We are well aware of many of the different kinds of slow violence already at work in society: poverty, discrimination and disenfranchisement are a few examples. Indeed, stories where slow violence is the hidden culprit, like the recent Baltimore protests, make up the vast majority of the most serious problems we face today. Yet news of it in itself rarely sells, and with good reason. It is much more difficult to make sound bytes out of issues of slow violence; where the culprits are elusive and the story is constantly unfolding behind the scenes. The accessibility of healthcare has suffered from this same reporting deficit.

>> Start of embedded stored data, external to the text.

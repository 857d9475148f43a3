use serde::de::DeserializeOwned;
use std::path::{Path, PathBuf};

use crate::logic::{apply_filters, count_values, paginate, ByCountResults, FilterSpec, PageWindow};
use crate::model::{EntityRecord, File, Namespace, Organization, Sample, Subject};
use crate::store::traits::{
    FileStore, NamespaceStore, OrganizationStore, Page, SampleStore, Store, StoreError,
    StoreResult, SubjectStore,
};

/// Flat-file document store: one JSON array per entity kind inside a data
/// directory. Collections are re-read whole on every request; there is no
/// caching and no mutation.
#[derive(Debug, Clone)]
pub struct JsonFileStore {
    data_dir: PathBuf,
}

impl JsonFileStore {
    pub fn new(data_dir: impl Into<PathBuf>) -> Self {
        Self {
            data_dir: data_dir.into(),
        }
    }

    async fn load<T: DeserializeOwned>(&self, file_name: &str) -> StoreResult<Vec<T>> {
        let path = self.data_dir.join(file_name);
        let bytes = tokio::fs::read(&path)
            .await
            .map_err(|e| StoreError::Config(format!("cannot read {}: {}", path.display(), e)))?;
        serde_json::from_slice(&bytes)
            .map_err(|e| StoreError::Config(format!("invalid JSON in {}: {}", path.display(), e)))
    }

    async fn list_entities<T>(
        &self,
        file_name: &str,
        filters: &FilterSpec,
        window: PageWindow,
    ) -> StoreResult<Page<T>>
    where
        T: EntityRecord + DeserializeOwned,
    {
        let filtered = apply_filters(self.load(file_name).await?, filters);
        let (items, total) = paginate(filtered, window);
        Ok(Page { items, total })
    }

    async fn find_entity<T>(
        &self,
        file_name: &str,
        organization: &str,
        namespace: &str,
        name: &str,
    ) -> StoreResult<Option<T>>
    where
        T: EntityRecord + DeserializeOwned,
    {
        let items: Vec<T> = self.load(file_name).await?;
        Ok(items
            .into_iter()
            .find(|item| item.identity().is(organization, namespace, name)))
    }

    async fn count_entities<T>(&self, file_name: &str) -> StoreResult<usize>
    where
        T: EntityRecord + DeserializeOwned,
    {
        let items: Vec<T> = self.load(file_name).await?;
        Ok(items.len())
    }

    async fn entities_by_count<T>(
        &self,
        file_name: &str,
        field: &str,
        filters: &FilterSpec,
    ) -> StoreResult<ByCountResults>
    where
        T: EntityRecord + DeserializeOwned,
    {
        let filtered = apply_filters(self.load::<T>(file_name).await?, filters);
        Ok(count_values(filtered.iter().map(EntityRecord::metadata), field))
    }
}

/// Read a single JSON document (the API root payload) from a data
/// directory. Missing or unparsable files are configuration errors.
pub async fn load_root_document(data_dir: &Path) -> StoreResult<serde_json::Value> {
    let path = data_dir.join("api-root.json");
    let bytes = tokio::fs::read(&path)
        .await
        .map_err(|_| StoreError::Config(format!("Missing file: {}", path.display())))?;
    serde_json::from_slice(&bytes)
        .map_err(|_| StoreError::Config(format!("Invalid JSON in {}", path.display())))
}

#[async_trait::async_trait]
impl SubjectStore for JsonFileStore {
    async fn list_subjects(
        &self,
        filters: &FilterSpec,
        window: PageWindow,
    ) -> StoreResult<Page<Subject>> {
        self.list_entities("subjects.json", filters, window).await
    }

    async fn get_subject(
        &self,
        organization: &str,
        namespace: &str,
        name: &str,
    ) -> StoreResult<Option<Subject>> {
        self.find_entity("subjects.json", organization, namespace, name)
            .await
    }

    async fn count_subjects(&self) -> StoreResult<usize> {
        self.count_entities::<Subject>("subjects.json").await
    }

    async fn subjects_by_count(
        &self,
        field: &str,
        filters: &FilterSpec,
    ) -> StoreResult<ByCountResults> {
        self.entities_by_count::<Subject>("subjects.json", field, filters)
            .await
    }
}

#[async_trait::async_trait]
impl SampleStore for JsonFileStore {
    async fn list_samples(
        &self,
        filters: &FilterSpec,
        window: PageWindow,
    ) -> StoreResult<Page<Sample>> {
        self.list_entities("samples.json", filters, window).await
    }

    async fn get_sample(
        &self,
        organization: &str,
        namespace: &str,
        name: &str,
    ) -> StoreResult<Option<Sample>> {
        self.find_entity("samples.json", organization, namespace, name)
            .await
    }

    async fn count_samples(&self) -> StoreResult<usize> {
        self.count_entities::<Sample>("samples.json").await
    }

    async fn samples_by_count(
        &self,
        field: &str,
        filters: &FilterSpec,
    ) -> StoreResult<ByCountResults> {
        self.entities_by_count::<Sample>("samples.json", field, filters)
            .await
    }
}

#[async_trait::async_trait]
impl FileStore for JsonFileStore {
    async fn list_files(
        &self,
        filters: &FilterSpec,
        window: PageWindow,
    ) -> StoreResult<Page<File>> {
        self.list_entities("files.json", filters, window).await
    }

    async fn get_file(
        &self,
        organization: &str,
        namespace: &str,
        name: &str,
    ) -> StoreResult<Option<File>> {
        self.find_entity("files.json", organization, namespace, name)
            .await
    }

    async fn count_files(&self) -> StoreResult<usize> {
        self.count_entities::<File>("files.json").await
    }

    async fn files_by_count(
        &self,
        field: &str,
        filters: &FilterSpec,
    ) -> StoreResult<ByCountResults> {
        self.entities_by_count::<File>("files.json", field, filters)
            .await
    }
}

#[async_trait::async_trait]
impl NamespaceStore for JsonFileStore {
    async fn list_namespaces(&self) -> StoreResult<Vec<Namespace>> {
        self.load("namespaces.json").await
    }

    async fn get_namespace(
        &self,
        organization: &str,
        name: &str,
    ) -> StoreResult<Option<Namespace>> {
        let namespaces: Vec<Namespace> = self.load("namespaces.json").await?;
        Ok(namespaces.into_iter().find(|ns| {
            ns.id.organization.as_deref() == Some(organization)
                && ns.id.name.as_deref() == Some(name)
        }))
    }
}

#[async_trait::async_trait]
impl OrganizationStore for JsonFileStore {
    async fn list_organizations(&self) -> StoreResult<Vec<Organization>> {
        self.load("organizations.json").await
    }

    async fn get_organization(&self, identifier: &str) -> StoreResult<Option<Organization>> {
        let organizations: Vec<Organization> = self.load("organizations.json").await?;
        Ok(organizations
            .into_iter()
            .find(|org| org.identifier == identifier))
    }
}

impl Store for JsonFileStore {}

Furthermore, the complexity of the issues in the American healthcare system has often forced people to grapple with an entirely different class of troublemakers, a class largely seen as innocent or, at worst, passive. But when slow violence becomes the paradigm, the causes of conflict and mismanagement increasingly start to become the impersonal forces set in motion by those in high perches– elected or otherwise– rather than those whose responses are symptomatic of the larger issue, and who are usually forced to take the blame. Understanding slow violence requires that we weigh responsibility for problems in relation to who can make decisions independent of external circumstances, and that often leads us right up to the doors of power.

Yet news of [slow violence] in itself rarely sells, and with good reason. It is much more difficult to make sound bytes out of issues of slow violence…

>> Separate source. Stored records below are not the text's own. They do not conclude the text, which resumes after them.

use axum::extract::Request;
use axum::middleware::Next;
use axum::response::Response;
use itertools::Itertools;
use std::time::Instant;

use crate::logic::parse_query;

/// Query keys whose values are replaced before logging.
const SENSITIVE_KEYS: [&str; 6] = [
    "token",
    "auth",
    "password",
    "apikey",
    "api_key",
    "authorization",
];

/// Emit one access line per request: method, path, redacted query, status
/// and duration.
pub async fn log_requests(request: Request, next: Next) -> Response {
    let method = request.method().clone();
    let path = request.uri().path().to_string();
    let query = request.uri().query().map(str::to_string);
    let start = Instant::now();

    let response = next.run(request).await;

    let duration_ms = start.elapsed().as_millis();
    log::info!(
        "\"{} {}{}\" {} {}ms",
        method,
        path,
        redacted_query(query.as_deref()),
        response.status().as_u16(),
        duration_ms
    );
    response
}

fn redacted_query(raw: Option<&str>) -> String {
    let pairs = parse_query(raw);
    if pairs.is_empty() {
        return String::new();
    }
    let rendered = pairs
        .iter()
        .map(|(key, value)| {
            if SENSITIVE_KEYS.contains(&key.as_str()) {
                format!("{}=***", key)
            } else {
                format!("{}={}", key, value)
            }
        })
        .join("&");
    format!("?{}", rendered)
}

In the post ACA world, despite the will of America’s small but growing progressive movement, we appear to have all of the ingredients for a new round of slow violence against the American people. Mandated costs, poor coverage, and a first class economic infrastructure makes the entire fiasco of an uninsured first world population an embarrassment. But is this not just politics on the hill as usual? At what cost does all of this wrangling occur?

The short answer? Over one, and up to three Iraq wars.

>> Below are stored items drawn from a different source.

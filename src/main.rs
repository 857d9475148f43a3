use axum::serve;
use biofed_rust::api::handlers::AppState;
use biofed_rust::api::routes::create_router;
use biofed_rust::config::{AppConfig, StorageBackend};
use biofed_rust::store;
use tokio::net::TcpListener;

#[tokio::main]
async fn main() -> anyhow::Result<()> {
    // Load environment variables from .env file if it exists
    dotenvy::dotenv().ok();

    // Initialize logging with explicit filter to suppress reqwest debug logs
    use env_logger::Builder;
    use log::LevelFilter;

    Builder::new()
        .filter_level(LevelFilter::Info)
        .filter_module("reqwest", LevelFilter::Warn)
        .init();

    println!("BioFed: Data Federation Node API");

    // Load configuration
    let config = AppConfig::load()?;
    println!(
        "Configuration loaded: server={}:{}",
        config.server.host, config.server.port
    );

    let store = store::build_store(&config.storage);
    match config.storage.backend {
        StorageBackend::Json => println!(
            "Serving entities from the JSON document store in '{}'",
            config.storage.data_dir
        ),
        StorageBackend::Graph => println!(
            "Serving entities from the graph store at {}",
            config.storage.graph.endpoint
        ),
    }

    let state = AppState::new(store, config.data_dir());

    run_server(create_router(state), &config).await?;

    Ok(())
}

async fn run_server(app: axum::Router, config: &AppConfig) -> anyhow::Result<()> {
    let bind_address = config.server_address();
    let listener = TcpListener::bind(&bind_address).await?;
    println!("BioFed server running on http://{}", bind_address);

    serve(listener, app).await?;

    Ok(())
}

That is the magic of slow violence; because those who benefit from it are often those that are in power, continuing slow violence is always able to be considered in the realm of acceptable opinion. Preventable deaths racked up in the ERs and on the streets rarely risk capturing the media’s attention as they do during times of war. They are seen as unfortunate, rather than abominable. As a result, even modest costs are allowed to pile up until they become absolutely unbearable, and these are not modest costs. They are uninsured rates almost three times of those that accepted the expansion. They are coverage gaps that will bear most heavily on the economically unstable South (89% of the gap is in the former confederacy, which is suffering from a host of other problems to begin with). And they are being unheard.

Because those who benefit from it are often those that are in power, continuing slow violence is always able to be considered in the realm of acceptable opinion.

And so the injustice in healthcare against the poor and working class will merely become the most recent in a string of silent atrocities. Slow violence will continue to lurk beneath our headlines, sheltered from critical scrutiny under the banner of “entitlement.” And America will again be forced to wait until long overdue for the next challenge to this epidemic of maltreatment to occur.